Sensi’s past role in the CIA has led to him being treated as a credible witness to the Ronald Reagan administration’s alleged “October Surprise” negotiation of the delay of Americans being released as hostage from Tehran until after his 1980 presidential campaign against Jimmy Carter ended. When journalist Craig Unger asked Sensi about whether the ‘October Surprise’ was real, he reportedly replied, “One hundred million per cent,” before adding that,“Absolutely. Unequivocally. And you can print it.”

But Mr. Sensi had been found liable for $325,000 as a result of fraudulent transfers in September 2015 by Judge John F. Walter for his role in what the U.S. Securities and Exchange Commission described as a “Hong Kong-Based Pyramid Scheme Targeting Asian and Latino Communities.” Led by the Temple City, California-based “Phil” Ming Xu, the World Capital Market pyramid scheme had tapped Sensi “to help handle complaints about the Receivership Entities’ Ponzi scheme from authorities in Peru, Taiwan, and Dubai,” according to a successful complaint in the Central District of California. “Sensi further claims that he used to work for the Central Intelligence Agency and therefore had contacts in these locations,” continued the complaint, which had named Robert Sensi’s son Stefano Robert Sensi-Davenport as a co-defendant.

Public records further show that a Robert Mario Sensi from Boca Raton, Florida filed for bankruptcy in the state in 2023, while Florida public records for Stefano’s consulting firm Spacetao LLC list his and his father’s full name and share a registered address with that of Sensi Sr.’s Global Asset Tracking Corp, which is affiliated with the father’s public LinkedIn profile.

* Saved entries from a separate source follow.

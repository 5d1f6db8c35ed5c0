//! Parse-side data model.
//!
//! A [`ParsedDocument`] is the immutable output of one parse run. Text offsets
//! (`start`, `end`, `offset`) refer to the normalised document text; only
//! literal text and ordering keys survive persistence.

use std::ops::Range;

use serde::{Deserialize, Serialize};

use crate::actor::ActorType;
use crate::definitions::DefinitionMap;
use crate::ordinal::Ordinal;

/// A `CHAPTER <roman>` grouping and its interval `[start, end)`.
#[derive(Debug, Clone, PartialEq, Eq, Serialize, Deserialize)]
pub struct Chapter {
    /// Roman numeral as written ("I", "IV").
    pub number: String,
    pub title: String,
    pub start: usize,
    pub end: usize,
}

/// A `Section <n>` grouping and its interval `[start, end)`.
#[derive(Debug, Clone, PartialEq, Eq, Serialize, Deserialize)]
pub struct Section {
    pub number: String,
    pub title: String,
    pub start: usize,
    pub end: usize,
    /// Index into [`ParsedDocument::chapters`] of the first chapter containing the header.
    pub chapter: Option<usize>,
}

impl Chapter {
    pub fn span(&self) -> Range<usize> {
        self.start..self.end
    }
}

impl Section {
    pub fn span(&self) -> Range<usize> {
        self.start..self.end
    }
}

/// A numbered preamble recital.
#[derive(Debug, Clone, PartialEq, Eq, Serialize, Deserialize)]
pub struct Recital {
    pub number: u32,
    pub content: String,
}

/// One article, from its header to the next article header.
#[derive(Debug, Clone, PartialEq, Eq, Serialize, Deserialize)]
pub struct Article {
    pub number: String,
    pub title: String,
    /// Full article span, header included.
    pub content: String,
    /// Offset of the header in the normalised text.
    pub offset: usize,
    /// Index into [`ParsedDocument::chapters`].
    pub chapter: Option<usize>,
    /// Index into [`ParsedDocument::sections`].
    pub section: Option<usize>,
    pub paragraphs: Vec<Paragraph>,
}

#[derive(Debug, Clone, PartialEq, Eq, Serialize, Deserialize)]
pub struct Paragraph {
    pub number: Ordinal,
    /// Text before the first subparagraph marker (or the whole paragraph).
    pub text: String,
    pub subparagraphs: Vec<Subparagraph>,
}

#[derive(Debug, Clone, PartialEq, Eq, Serialize, Deserialize)]
pub struct Subparagraph {
    pub letter: Ordinal,
    /// Text before the first sub-subparagraph marker.
    pub text: String,
    pub subsubparagraphs: Vec<Subsubparagraph>,
}

#[derive(Debug, Clone, PartialEq, Eq, Serialize, Deserialize)]
pub struct Subsubparagraph {
    pub number: Ordinal,
    pub text: String,
}

/// A directed citation from the owning article to another article.
#[derive(Debug, Clone, PartialEq, Eq, Hash, Serialize, Deserialize)]
pub struct CrossReference {
    pub target_article: String,
    pub target_paragraph: Option<String>,
}

/// A glossary term with provenance.
#[derive(Debug, Clone, PartialEq, Eq, Serialize, Deserialize)]
pub struct Definition {
    pub term: String,
    pub definition: String,
    pub article: String,
    pub paragraph: String,
    pub subparagraph: Option<String>,
}

/// A sentence classified as an obligation and/or a right.
#[derive(Debug, Clone, PartialEq, Eq, Serialize, Deserialize)]
pub struct Requirement {
    pub paragraph: Option<String>,
    pub subparagraph: Option<String>,
    pub text: String,
    pub is_obligation: bool,
    pub is_right: bool,
    pub is_time_requirement: bool,
}

/// Secondary record for a requirement that is also time-bound.
#[derive(Debug, Clone, PartialEq, Eq, Serialize, Deserialize)]
pub struct TimeRequirement {
    pub paragraph: Option<String>,
    pub subparagraph: Option<String>,
    pub text: String,
}

/// A named entity reported by the NLP capability, offsets in characters.
#[derive(Debug, Clone, PartialEq, Eq, Serialize, Deserialize)]
pub struct Entity {
    pub text: String,
    pub label: String,
    pub start: usize,
    pub end: usize,
}

/// A sentence mentioning one of the key actor roles.
#[derive(Debug, Clone, PartialEq, Eq, Serialize, Deserialize)]
pub struct KeyActorMention {
    pub actor: ActorType,
    pub text: String,
}

/// An article together with everything extracted from it.
#[derive(Debug, Clone, PartialEq, Eq, Serialize, Deserialize)]
pub struct ParsedArticle {
    pub article: Article,
    pub cross_references: Vec<CrossReference>,
    pub requirements: Vec<Requirement>,
    pub time_requirements: Vec<TimeRequirement>,
    pub entities: Vec<Entity>,
    pub key_actors: Vec<KeyActorMention>,
}

impl ParsedArticle {
    /// Wrap an article with no extraction results yet.
    pub fn bare(article: Article) -> Self {
        Self {
            article,
            cross_references: Vec::new(),
            requirements: Vec::new(),
            time_requirements: Vec::new(),
            entities: Vec::new(),
            key_actors: Vec::new(),
        }
    }
}

/// Output of one parse run; the input of a single store population pass.
#[derive(Debug, Clone, Default, PartialEq, Eq, Serialize, Deserialize)]
pub struct ParsedDocument {
    pub chapters: Vec<Chapter>,
    pub sections: Vec<Section>,
    pub recitals: Vec<Recital>,
    pub articles: Vec<ParsedArticle>,
    pub definitions: DefinitionMap,
}

impl ParsedDocument {
    pub fn chapter_of(&self, article: &Article) -> Option<&Chapter> {
        article.chapter.and_then(|i| self.chapters.get(i))
    }

    pub fn section_of(&self, article: &Article) -> Option<&Section> {
        article.section.and_then(|i| self.sections.get(i))
    }

    pub fn article(&self, number: &str) -> Option<&ParsedArticle> {
        self.articles.iter().find(|a| a.article.number == number)
    }

    pub fn paragraph_count(&self) -> usize {
        self.articles.iter().map(|a| a.article.paragraphs.len()).sum()
    }

    pub fn requirement_count(&self) -> usize {
        self.articles.iter().map(|a| a.requirements.len()).sum()
    }
}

Mr. Sensi’s suit against Penguin for the publication of “America at Night” — in which he was a major subject — alleged that Kolb, the son of former senior CIA official, had committed a felony by publishing a short biography of Sensi which revealed his past undercover work in the CIA. “The publishing of Robert Sensi’s biographical information that Kolb claims [CIA co-founder] Miles Copeland gave him is a felony act,” claimed Sensi’s complaint, adding that “Kolb claims he knows for certain that Sensi is or was a CIA agent, and knowingly published Sensi’s bio on pages 25 and 26 of [‘America at Night’].”

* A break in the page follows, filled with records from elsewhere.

//! Human-readable terminal output for store reads.
//!
//! Articles render as a vertical card grouped into sections; list-like
//! results (search hits, role requirements, counts) render as indented
//! listings capped at a fixed number of items.

use std::path::Path;

use regstruct_core::ActorType;
use regstruct_core::view::{ArticleView, RoleRequirement, SearchHit};
use regstruct_store::PopulateStats;

const MAX_LIST_ITEMS: usize = 10;
const MAX_LINE_CHARS: usize = 100;

// ── Public API ──

/// Print one article as a card: heading, location, paragraph tree, then
/// requirements, references and entities.
pub fn print_article(article: &ArticleView) {
    println!("=== Article {} ===", article.number);
    if !article.title.is_empty() {
        println!("{}", article.title);
    }
    println!();

    let has_location = article.chapter.is_some() || article.section.is_some();
    if has_location {
        println!("Location");
        if let Some(chapter) = &article.chapter {
            println!("  {:<26} {} {}", "chapter", chapter.number, chapter.title);
        }
        if let Some(section) = &article.section {
            println!("  {:<26} {} {}", "section", section.number, section.title);
        }
        println!();
    }

    if !article.paragraphs.is_empty() {
        println!("Paragraphs");
        for paragraph in &article.paragraphs {
            println!("  {}. {}", paragraph.number, truncate(&paragraph.text, MAX_LINE_CHARS));
            for sub in &paragraph.subparagraphs {
                println!("    ({}) {}", sub.letter, truncate(&sub.text, MAX_LINE_CHARS));
                for subsub in &sub.subsubparagraphs {
                    println!("      ({}) {}", subsub.number, truncate(&subsub.text, MAX_LINE_CHARS));
                }
            }
        }
        println!();
    }

    if !article.requirements.is_empty() {
        println!("Requirements ({})", article.requirements.len());
        for req in article.requirements.iter().take(MAX_LIST_ITEMS) {
            println!(
                "  [{}] {}",
                flags(req.is_obligation, req.is_right, req.is_time_requirement),
                truncate(&req.text, MAX_LINE_CHARS)
            );
        }
        print_overflow(article.requirements.len());
        println!();
    }

    if !article.cross_references.is_empty() {
        let refs: Vec<String> = article
            .cross_references
            .iter()
            .map(|r| match &r.paragraph {
                Some(p) => format!("{}({})", r.article, p),
                None => r.article.clone(),
            })
            .collect();
        println!("References");
        println!("  {:<26} {}", "articles", refs.join(", "));
        println!();
    }

    if !article.entities.is_empty() {
        println!("Entities ({})", article.entities.len());
        for entity in article.entities.iter().take(MAX_LIST_ITEMS) {
            println!("  {:<26} {}", entity.label, entity.text);
        }
        print_overflow(article.entities.len());
        println!();
    }
}

pub fn print_search_hits(keyword: &str, hits: &[SearchHit]) {
    if hits.is_empty() {
        println!("No articles mention '{keyword}'.");
        return;
    }
    println!("{} article(s) mention '{keyword}'", hits.len());
    println!();
    for hit in hits {
        println!("Article {}: {}", hit.article, hit.title);
        for m in hit.matches.iter().take(MAX_LIST_ITEMS) {
            println!("  {:>4}. {}", m.paragraph, m.snippet);
        }
        print_overflow(hit.matches.len());
    }
}

pub fn print_article_not_found(number: &str) {
    println!("{}", article_not_found(number));
}

/// Role names that are not an [`ActorType`] have no requirements.
pub fn print_unknown_role(role: &str) {
    println!("{}", no_requirements_for(&format!("role '{role}'")));
}

pub fn print_role_requirements(actor: ActorType, requirements: &[RoleRequirement]) {
    if requirements.is_empty() {
        println!("{}", no_requirements_for(&actor.phrase()));
        return;
    }
    println!("{} requirement(s) for {}", requirements.len(), actor.phrase());
    println!();
    let mut current: Option<&str> = None;
    for req in requirements {
        if current != Some(req.article.as_str()) {
            println!("Article {}: {}", req.article, req.article_title);
            current = Some(req.article.as_str());
        }
        println!(
            "  [{}] {}",
            flags(req.is_obligation, req.is_right, req.is_time_requirement),
            truncate(&req.text, MAX_LINE_CHARS)
        );
    }
}

pub fn print_table_counts(counts: &[(&str, usize)]) {
    let total: usize = counts.iter().map(|(_, n)| n).sum();
    for (table, n) in counts {
        println!("  {:<26} {:>8}", table, n);
    }
    println!("  {:<26} {:>8}", "total", total);
}

pub fn print_populate_stats(db: &Path, stats: &PopulateStats) {
    eprintln!("Populated {}", db.display());
    eprintln!("  {:<26} {:>8}", "chapters", stats.chapters);
    eprintln!("  {:<26} {:>8}", "sections", stats.sections);
    eprintln!("  {:<26} {:>8}", "recitals", stats.recitals);
    eprintln!("  {:<26} {:>8}", "articles", stats.articles);
    eprintln!("  {:<26} {:>8}", "paragraphs", stats.paragraphs);
    eprintln!("  {:<26} {:>8}", "requirements", stats.requirements);
    eprintln!("  {:<26} {:>8}", "definitions", stats.definitions);
    eprintln!("  {:<26} {:>8}", "cross references", stats.cross_references);
    eprintln!("  {:<26} {:>8}", "rows total", stats.total());
}

// ── Helpers ──

fn article_not_found(number: &str) -> String {
    format!("Article {number} not found.")
}

fn no_requirements_for(subject: &str) -> String {
    format!("No requirements found for {subject}.")
}

fn print_overflow(len: usize) {
    if len > MAX_LIST_ITEMS {
        println!("  ... and {} more", len - MAX_LIST_ITEMS);
    }
}

/// Compact O/R/T marker for requirement flags.
fn flags(obligation: bool, right: bool, time: bool) -> String {
    [(obligation, 'O'), (right, 'R'), (time, 'T')]
        .into_iter()
        .map(|(set, c)| if set { c } else { '-' })
        .collect()
}

/// Cut `text` to at most `max` characters, marking the cut with `...`.
fn truncate(text: &str, max: usize) -> String {
    if text.chars().count() <= max {
        return text.to_string();
    }
    let kept: String = text.chars().take(max.saturating_sub(3)).collect();
    format!("{kept}...")
}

Mr. Sensi’s claim that Kolb committed a felony by publishing his CIA background is likely a reference to the 1982 Intelligence Identities Protection Act, which was passed in response to former CIA officer Philip Agee naming myriad station chiefs around the world through the magazine CovertAction Information Bulletin.

Mr. Sensi was claimed in the biography allegedly provided by Miles Copeland to have been a “fixer, adept at solving problems with INS, customs, [and] local police,” referring to the defunct U.S. Immigration and Naturalization Service (INS) which preceded the post-9/11 formation of U.S. Immigration and Customs Enforcement (ICE) and U.S. Customs and Border Protection (CBP).